Segundos después ciento cincuenta kilos de músculo y huesos volaban por el aire en dirección al príncipe. Esta vez, sin embargo, Dil Bahadur salió al encuentro de la masa que se le venía encima con la gracia de un bailarín. En el instante en que los dos cuerpos hicieron contacto, dio un leve giro a la izquierda, esquivando el peso de Tensing, quien cayó al suelo, rodando hábilmente sobre un hombro y un costado. De inmediato se puso de pie con un salto formidable y volvió al ataque. Dil Bahadur lo estaba esperando. A pesar de su corpulencia, el lama se elevó como un felino, trazando un arco en el aire, pero no alcanzó a tocar al joven, porque cuando su pierna se disparó en una feroz patada, éste ya no se encontraba allí para recibirla. En una fracción de segundo Dil Bahadur estaba detrás de su oponente y le dio un breve golpe seco en la nuca. Era uno de los pases del tao-shu, que podía paralizar de inmediato y hasta matar, pero la fuerza estaba calculada para tumbarlo sin hacerle daño.

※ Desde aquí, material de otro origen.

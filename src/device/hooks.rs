//! User-overridable device hooks (spec.md §4.6 table) and the
//! `ConditionalRun` rate limiter that paces them.

use crate::device::DeviceContext;
use crate::error::FlowMqResult;
use parking_lot::Mutex;
use std::time::{Duration, Instant};

/// One method per FSM state that runs user code, with a framework default
/// (a no-op) for every one of them — the way `AuthProvider`/`Transport` are
/// trait objects behind `Arc<dyn _>` in the teacher's manager layer.
pub trait DeviceHooks: Send + Sync {
    fn init(&self, _ctx: &DeviceContext) -> FlowMqResult<()> {
        Ok(())
    }
    fn bind(&self, _ctx: &DeviceContext) -> FlowMqResult<()> {
        Ok(())
    }
    fn connect(&self, _ctx: &DeviceContext) -> FlowMqResult<()> {
        Ok(())
    }
    fn init_task(&self, _ctx: &DeviceContext) -> FlowMqResult<()> {
        Ok(())
    }
    fn pre_run(&self, _ctx: &DeviceContext) -> FlowMqResult<()> {
        Ok(())
    }
    fn run(&self, _ctx: &DeviceContext) -> FlowMqResult<()> {
        Ok(())
    }
    /// Returns whether the device should keep running; the framework polls
    /// this once per loop of the `Running` state, paced by `RateLimiter`
    /// when one is configured.
    fn conditional_run(&self, _ctx: &DeviceContext) -> FlowMqResult<bool> {
        Ok(false)
    }
    fn post_run(&self, _ctx: &DeviceContext) -> FlowMqResult<()> {
        Ok(())
    }
    fn reset_task(&self, _ctx: &DeviceContext) -> FlowMqResult<()> {
        Ok(())
    }
    fn reset(&self, _ctx: &DeviceContext) -> FlowMqResult<()> {
        Ok(())
    }
}

/// A framework default that never asks to keep running — a device wired
/// with no hooks simply executes each state's framework action and moves
/// on.
pub struct NoopHooks;

impl DeviceHooks for NoopHooks {}

/// Paces `ConditionalRun` to at most one call per period (spec.md §6's
/// `--rate` option; the CLI flag parsing itself is out of scope — this type
/// is what the core consumes). Grounded on `mesh/load_balancer.rs`'s
/// circuit-breaker timer, which gates a state transition on
/// `Instant::elapsed()` against a configured duration the same way.
pub struct RateLimiter {
    period: Duration,
    last: Mutex<Option<Instant>>,
}

impl RateLimiter {
    pub fn new(rate_hz: f64) -> Self {
        assert!(rate_hz > 0.0, "rate must be positive");
        Self {
            period: Duration::from_secs_f64(1.0 / rate_hz),
            last: Mutex::new(None),
        }
    }

    /// `true` if at least one period has elapsed since the last allowed
    /// call (or this is the first call); updates the internal clock when it
    /// returns `true`.
    pub fn allow(&self) -> bool {
        let mut last = self.last.lock();
        let now = Instant::now();
        match *last {
            Some(prev) if now.duration_since(prev) < self.period => false,
            _ => {
                *last = Some(now);
                true
            }
        }
    }
}

#[cfg(test)]
mod tests {
    use super::*;

    #[test]
    fn rate_limiter_allows_first_call_then_throttles() {
        let limiter = RateLimiter::new(1000.0);
        assert!(limiter.allow());
        assert!(!limiter.allow());
    }

    #[test]
    fn rate_limiter_allows_again_after_the_period_elapses() {
        let limiter = RateLimiter::new(200.0);
        assert!(limiter.allow());
        std::thread::sleep(Duration::from_millis(10));
        assert!(limiter.allow());
    }
}
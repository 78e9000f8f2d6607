//! Wire format for shmem-resident payloads (spec.md §4.7 "Wire format").
//!
//! What traverses a socket is this small fixed-size header, not the
//! payload itself; the receiving side reconstructs a message from it by
//! resolving the payload pointer through its own mapping of the same
//! segment.

/// `{payload-handle, payload-size, region-id, hint}`. `region_id == 0`
/// means "main segment", matching `ShmemTransport`'s single-segment scope.
#[derive(Debug, Clone, Copy, PartialEq, Eq)]
pub struct WireHeader {
    pub payload_handle: u64,
    pub payload_size: u64,
    pub region_id: u64,
    pub hint: u64,
}

impl WireHeader {
    pub const ENCODED_LEN: usize = 32;

    pub fn to_bytes(self) -> [u8; Self::ENCODED_LEN] {
        let mut buf = [0u8; Self::ENCODED_LEN];
        buf[0..8].copy_from_slice(&self.payload_handle.to_le_bytes());
        buf[8..16].copy_from_slice(&self.payload_size.to_le_bytes());
        buf[16..24].copy_from_slice(&self.region_id.to_le_bytes());
        buf[24..32].copy_from_slice(&self.hint.to_le_bytes());
        buf
    }

    pub fn from_bytes(buf: &[u8; Self::ENCODED_LEN]) -> Self {
        Self {
            payload_handle: u64::from_le_bytes(buf[0..8].try_into().unwrap()),
            payload_size: u64::from_le_bytes(buf[8..16].try_into().unwrap()),
            region_id: u64::from_le_bytes(buf[16..24].try_into().unwrap()),
            hint: u64::from_le_bytes(buf[24..32].try_into().unwrap()),
        }
    }
}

– Posiblemente Dil Bahadur fue una doncella guerrera en vidas pasadas -dijo Tensing, poniéndose de pie, muy complacido, y saludando a su alumno con una inclinación profunda.

– Tal vez mi honorable maestro olvidó las virtudes del junco -sonrió el joven, saludando también.

En ese momento una sombra se proyectó en el suelo y ambos levantaron la vista: sobre sus cabezas volaba en círculos el mismo pájaro blanco que habían visto horas antes.

– ¿Notas algo extraño en esa águila? -preguntó el lama.

– Tal vez me falla la vista, maestro, pero no le veo el aura.

– Yo tampoco…

– ¿Qué significa eso? -inquirió el joven.

– Dime tú lo que significa, Dil Bahadur.

– Si no podemos verla, es porque tal vez no la tiene, maestro.

– Ésa es una conclusión muy sabia -se burló el lama. -¿Cómo puede ser que no tenga aura? -Posiblemente sea una proyección mental -sugirió Tensing.

– Tratemos de comunicarnos con ella -dijo Dil Bahadur.

Los dos cerraron los ojos y abrieron la mente y el corazón para recibir la energía de la poderosa ave que giraba por encima de sus cabezas. Durante varios minutos permanecieron así. Tan fuerte era la presencia del pájaro, que sentían vibraciones en la piel.

– ¿Le dice algo a usted, maestro?

– Sólo siento su angustia y su confusión. No puedo descifrar un mensaje. ¿Y tú?

– Tampoco.

– No sé lo que esto significa, Dil Bahadur, pero hay una razón por la cual el águila nos busca -concluyó Tensing, quien jamás había tenido una experiencia así y parecía perturbado.